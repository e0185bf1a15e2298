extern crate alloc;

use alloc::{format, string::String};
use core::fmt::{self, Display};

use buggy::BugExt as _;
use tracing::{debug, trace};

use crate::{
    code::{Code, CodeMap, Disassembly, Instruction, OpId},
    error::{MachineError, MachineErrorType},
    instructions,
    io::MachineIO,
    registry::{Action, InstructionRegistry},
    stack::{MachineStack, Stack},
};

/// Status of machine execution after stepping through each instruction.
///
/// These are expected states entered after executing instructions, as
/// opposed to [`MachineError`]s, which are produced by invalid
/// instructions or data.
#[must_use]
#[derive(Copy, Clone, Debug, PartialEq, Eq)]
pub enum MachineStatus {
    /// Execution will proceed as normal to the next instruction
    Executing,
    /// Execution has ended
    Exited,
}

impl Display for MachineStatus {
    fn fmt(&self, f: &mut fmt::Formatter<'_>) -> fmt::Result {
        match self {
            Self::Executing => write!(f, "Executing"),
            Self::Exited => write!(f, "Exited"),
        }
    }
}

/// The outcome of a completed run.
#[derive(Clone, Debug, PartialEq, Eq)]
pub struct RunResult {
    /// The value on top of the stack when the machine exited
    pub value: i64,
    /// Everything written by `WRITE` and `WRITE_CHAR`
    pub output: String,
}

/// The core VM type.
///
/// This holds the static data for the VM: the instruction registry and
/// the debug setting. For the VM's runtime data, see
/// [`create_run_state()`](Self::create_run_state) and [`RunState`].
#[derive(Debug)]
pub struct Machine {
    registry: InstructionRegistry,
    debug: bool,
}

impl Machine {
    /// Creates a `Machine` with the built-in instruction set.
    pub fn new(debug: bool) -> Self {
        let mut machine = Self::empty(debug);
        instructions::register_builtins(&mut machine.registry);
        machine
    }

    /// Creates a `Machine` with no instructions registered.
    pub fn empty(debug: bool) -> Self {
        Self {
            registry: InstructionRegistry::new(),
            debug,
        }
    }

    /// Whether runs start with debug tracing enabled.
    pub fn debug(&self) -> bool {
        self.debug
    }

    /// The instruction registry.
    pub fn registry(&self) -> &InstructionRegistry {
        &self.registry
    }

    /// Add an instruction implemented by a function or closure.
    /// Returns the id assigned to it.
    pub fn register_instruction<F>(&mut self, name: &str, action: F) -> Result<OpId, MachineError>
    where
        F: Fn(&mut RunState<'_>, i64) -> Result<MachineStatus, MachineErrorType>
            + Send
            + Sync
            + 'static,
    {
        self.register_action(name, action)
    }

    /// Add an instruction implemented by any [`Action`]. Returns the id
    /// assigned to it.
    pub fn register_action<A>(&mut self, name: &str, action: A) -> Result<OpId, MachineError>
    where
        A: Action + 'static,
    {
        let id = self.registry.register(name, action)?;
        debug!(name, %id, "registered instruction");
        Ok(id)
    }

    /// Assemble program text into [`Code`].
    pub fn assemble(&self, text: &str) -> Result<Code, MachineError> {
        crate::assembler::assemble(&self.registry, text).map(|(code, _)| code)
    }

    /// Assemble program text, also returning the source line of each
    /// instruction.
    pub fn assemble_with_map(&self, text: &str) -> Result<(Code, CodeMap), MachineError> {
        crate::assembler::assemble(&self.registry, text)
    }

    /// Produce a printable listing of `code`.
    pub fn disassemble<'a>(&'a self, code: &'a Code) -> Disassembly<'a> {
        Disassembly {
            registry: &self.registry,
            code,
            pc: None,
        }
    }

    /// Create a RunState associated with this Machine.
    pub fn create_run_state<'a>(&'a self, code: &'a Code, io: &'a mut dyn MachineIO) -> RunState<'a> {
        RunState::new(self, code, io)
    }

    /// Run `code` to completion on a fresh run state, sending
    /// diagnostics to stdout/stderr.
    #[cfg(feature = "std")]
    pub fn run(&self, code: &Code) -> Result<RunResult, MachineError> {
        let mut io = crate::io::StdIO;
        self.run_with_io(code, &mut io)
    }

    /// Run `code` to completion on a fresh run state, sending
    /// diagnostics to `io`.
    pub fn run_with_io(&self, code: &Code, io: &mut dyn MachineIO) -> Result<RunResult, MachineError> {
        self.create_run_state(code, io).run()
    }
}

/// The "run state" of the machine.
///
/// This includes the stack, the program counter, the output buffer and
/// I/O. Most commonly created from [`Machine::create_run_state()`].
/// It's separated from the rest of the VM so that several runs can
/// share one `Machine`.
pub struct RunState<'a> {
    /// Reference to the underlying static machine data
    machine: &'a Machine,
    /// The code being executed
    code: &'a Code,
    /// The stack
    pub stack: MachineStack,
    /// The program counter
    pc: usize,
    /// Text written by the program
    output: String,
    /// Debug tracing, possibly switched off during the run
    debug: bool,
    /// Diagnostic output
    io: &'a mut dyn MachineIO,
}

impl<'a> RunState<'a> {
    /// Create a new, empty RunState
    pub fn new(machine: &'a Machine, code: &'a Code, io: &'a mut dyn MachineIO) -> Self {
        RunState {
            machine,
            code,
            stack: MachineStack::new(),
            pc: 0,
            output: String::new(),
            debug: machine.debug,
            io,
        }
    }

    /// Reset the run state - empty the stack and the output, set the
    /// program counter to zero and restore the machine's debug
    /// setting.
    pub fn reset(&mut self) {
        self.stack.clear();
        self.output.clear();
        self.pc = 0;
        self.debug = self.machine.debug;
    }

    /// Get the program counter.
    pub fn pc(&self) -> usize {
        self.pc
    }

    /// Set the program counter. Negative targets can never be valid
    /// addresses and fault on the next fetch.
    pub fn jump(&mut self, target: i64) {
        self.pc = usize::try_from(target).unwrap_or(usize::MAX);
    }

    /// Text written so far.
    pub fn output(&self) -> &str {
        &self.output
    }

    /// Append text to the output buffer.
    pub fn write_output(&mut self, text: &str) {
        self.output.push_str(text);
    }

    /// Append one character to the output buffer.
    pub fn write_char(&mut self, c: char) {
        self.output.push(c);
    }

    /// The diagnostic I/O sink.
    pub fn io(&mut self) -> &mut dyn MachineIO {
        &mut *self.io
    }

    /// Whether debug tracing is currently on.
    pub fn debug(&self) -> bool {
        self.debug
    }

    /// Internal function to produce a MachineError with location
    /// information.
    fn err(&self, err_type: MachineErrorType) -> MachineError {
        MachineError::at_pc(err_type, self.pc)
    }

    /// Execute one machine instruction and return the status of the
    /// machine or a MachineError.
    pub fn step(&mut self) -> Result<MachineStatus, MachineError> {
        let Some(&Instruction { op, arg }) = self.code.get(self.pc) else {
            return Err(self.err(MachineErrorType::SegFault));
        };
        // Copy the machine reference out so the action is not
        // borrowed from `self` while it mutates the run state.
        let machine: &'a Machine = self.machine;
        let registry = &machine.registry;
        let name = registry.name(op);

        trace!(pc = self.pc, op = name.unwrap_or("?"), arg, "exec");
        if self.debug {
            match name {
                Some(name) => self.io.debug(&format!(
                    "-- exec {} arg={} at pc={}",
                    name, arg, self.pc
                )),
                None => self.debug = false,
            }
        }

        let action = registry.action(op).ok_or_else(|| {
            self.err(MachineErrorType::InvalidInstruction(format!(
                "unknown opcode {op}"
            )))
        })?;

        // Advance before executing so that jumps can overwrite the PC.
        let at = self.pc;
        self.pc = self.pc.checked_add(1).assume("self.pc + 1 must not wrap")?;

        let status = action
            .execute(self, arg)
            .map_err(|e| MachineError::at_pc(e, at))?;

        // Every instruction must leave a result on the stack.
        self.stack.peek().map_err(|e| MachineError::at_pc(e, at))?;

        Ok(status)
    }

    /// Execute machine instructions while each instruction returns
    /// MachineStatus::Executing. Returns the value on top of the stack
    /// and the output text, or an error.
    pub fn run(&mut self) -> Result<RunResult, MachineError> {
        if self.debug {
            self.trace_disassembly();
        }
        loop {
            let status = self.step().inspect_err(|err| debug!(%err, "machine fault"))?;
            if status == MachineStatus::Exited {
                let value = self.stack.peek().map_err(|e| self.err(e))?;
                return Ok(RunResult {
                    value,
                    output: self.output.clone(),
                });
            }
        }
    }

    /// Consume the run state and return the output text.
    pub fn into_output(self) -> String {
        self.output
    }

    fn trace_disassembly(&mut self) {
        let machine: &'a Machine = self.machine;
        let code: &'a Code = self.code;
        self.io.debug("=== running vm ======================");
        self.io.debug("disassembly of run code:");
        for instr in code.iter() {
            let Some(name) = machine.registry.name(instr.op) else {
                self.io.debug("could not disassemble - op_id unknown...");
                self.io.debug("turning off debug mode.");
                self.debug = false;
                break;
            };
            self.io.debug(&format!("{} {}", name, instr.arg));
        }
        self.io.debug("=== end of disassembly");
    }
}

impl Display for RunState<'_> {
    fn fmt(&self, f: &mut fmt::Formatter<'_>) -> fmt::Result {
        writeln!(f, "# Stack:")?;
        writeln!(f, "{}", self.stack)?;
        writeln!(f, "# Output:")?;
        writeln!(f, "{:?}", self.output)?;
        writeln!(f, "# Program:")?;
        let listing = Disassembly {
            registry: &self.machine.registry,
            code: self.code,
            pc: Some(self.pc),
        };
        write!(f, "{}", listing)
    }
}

--- --- ---

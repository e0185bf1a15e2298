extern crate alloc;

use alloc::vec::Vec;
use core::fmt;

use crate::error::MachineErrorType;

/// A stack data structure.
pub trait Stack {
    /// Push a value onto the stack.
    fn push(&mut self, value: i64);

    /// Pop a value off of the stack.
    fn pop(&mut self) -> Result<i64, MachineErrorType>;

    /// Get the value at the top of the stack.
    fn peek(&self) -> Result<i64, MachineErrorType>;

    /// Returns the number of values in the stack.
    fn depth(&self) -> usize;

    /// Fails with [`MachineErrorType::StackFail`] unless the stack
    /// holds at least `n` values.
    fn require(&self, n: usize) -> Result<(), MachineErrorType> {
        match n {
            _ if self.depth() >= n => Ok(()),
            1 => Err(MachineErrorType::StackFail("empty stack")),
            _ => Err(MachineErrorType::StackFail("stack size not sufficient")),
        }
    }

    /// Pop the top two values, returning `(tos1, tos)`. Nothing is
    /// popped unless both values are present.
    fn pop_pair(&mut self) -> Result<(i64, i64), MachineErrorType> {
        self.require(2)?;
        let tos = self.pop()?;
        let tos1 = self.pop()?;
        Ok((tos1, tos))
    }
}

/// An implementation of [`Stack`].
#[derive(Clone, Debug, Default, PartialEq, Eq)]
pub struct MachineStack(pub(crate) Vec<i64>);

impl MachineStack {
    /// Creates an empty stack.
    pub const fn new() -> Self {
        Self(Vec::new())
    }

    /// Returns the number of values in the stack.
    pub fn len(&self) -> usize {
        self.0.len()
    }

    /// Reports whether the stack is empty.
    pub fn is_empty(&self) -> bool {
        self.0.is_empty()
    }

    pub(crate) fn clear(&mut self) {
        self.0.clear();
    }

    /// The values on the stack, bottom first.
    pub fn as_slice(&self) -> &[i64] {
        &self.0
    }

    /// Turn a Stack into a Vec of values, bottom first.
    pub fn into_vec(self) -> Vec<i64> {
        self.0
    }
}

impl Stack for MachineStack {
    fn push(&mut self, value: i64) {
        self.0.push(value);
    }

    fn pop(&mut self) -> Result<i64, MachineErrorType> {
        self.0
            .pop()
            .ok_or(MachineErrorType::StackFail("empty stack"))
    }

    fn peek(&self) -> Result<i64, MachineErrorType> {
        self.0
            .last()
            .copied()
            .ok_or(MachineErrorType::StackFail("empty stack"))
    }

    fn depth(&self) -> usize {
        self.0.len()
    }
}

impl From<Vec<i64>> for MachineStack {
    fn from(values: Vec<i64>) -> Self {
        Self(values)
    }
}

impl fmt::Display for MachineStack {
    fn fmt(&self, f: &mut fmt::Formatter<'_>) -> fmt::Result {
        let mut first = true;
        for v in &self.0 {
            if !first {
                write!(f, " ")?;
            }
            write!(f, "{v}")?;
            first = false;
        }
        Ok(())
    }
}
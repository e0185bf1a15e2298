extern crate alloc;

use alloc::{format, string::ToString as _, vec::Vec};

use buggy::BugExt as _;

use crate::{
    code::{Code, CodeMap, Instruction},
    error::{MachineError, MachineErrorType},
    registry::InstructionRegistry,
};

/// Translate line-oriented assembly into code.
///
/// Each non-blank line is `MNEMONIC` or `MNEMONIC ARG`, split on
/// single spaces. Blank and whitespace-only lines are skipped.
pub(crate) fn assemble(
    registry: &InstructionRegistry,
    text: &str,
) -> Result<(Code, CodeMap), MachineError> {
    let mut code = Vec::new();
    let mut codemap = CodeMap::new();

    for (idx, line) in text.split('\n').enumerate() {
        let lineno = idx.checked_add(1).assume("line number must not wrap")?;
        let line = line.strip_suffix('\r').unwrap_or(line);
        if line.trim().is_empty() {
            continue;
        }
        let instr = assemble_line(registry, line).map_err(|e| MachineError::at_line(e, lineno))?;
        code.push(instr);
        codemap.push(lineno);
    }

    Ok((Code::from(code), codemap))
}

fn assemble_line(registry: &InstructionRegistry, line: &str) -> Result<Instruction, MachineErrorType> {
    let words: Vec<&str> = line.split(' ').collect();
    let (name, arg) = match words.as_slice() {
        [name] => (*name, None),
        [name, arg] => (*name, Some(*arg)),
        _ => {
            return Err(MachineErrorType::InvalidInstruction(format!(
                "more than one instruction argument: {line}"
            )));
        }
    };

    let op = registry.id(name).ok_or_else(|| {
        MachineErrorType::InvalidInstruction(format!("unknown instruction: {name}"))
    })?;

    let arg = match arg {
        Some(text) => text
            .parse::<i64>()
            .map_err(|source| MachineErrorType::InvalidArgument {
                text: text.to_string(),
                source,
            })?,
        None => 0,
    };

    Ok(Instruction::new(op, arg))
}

--- --- ---

◆ Exercise objective ◆
Determine the number of lines in the records that include the string "Append", and respond with that number only.

◆ Answer to this task ◆
2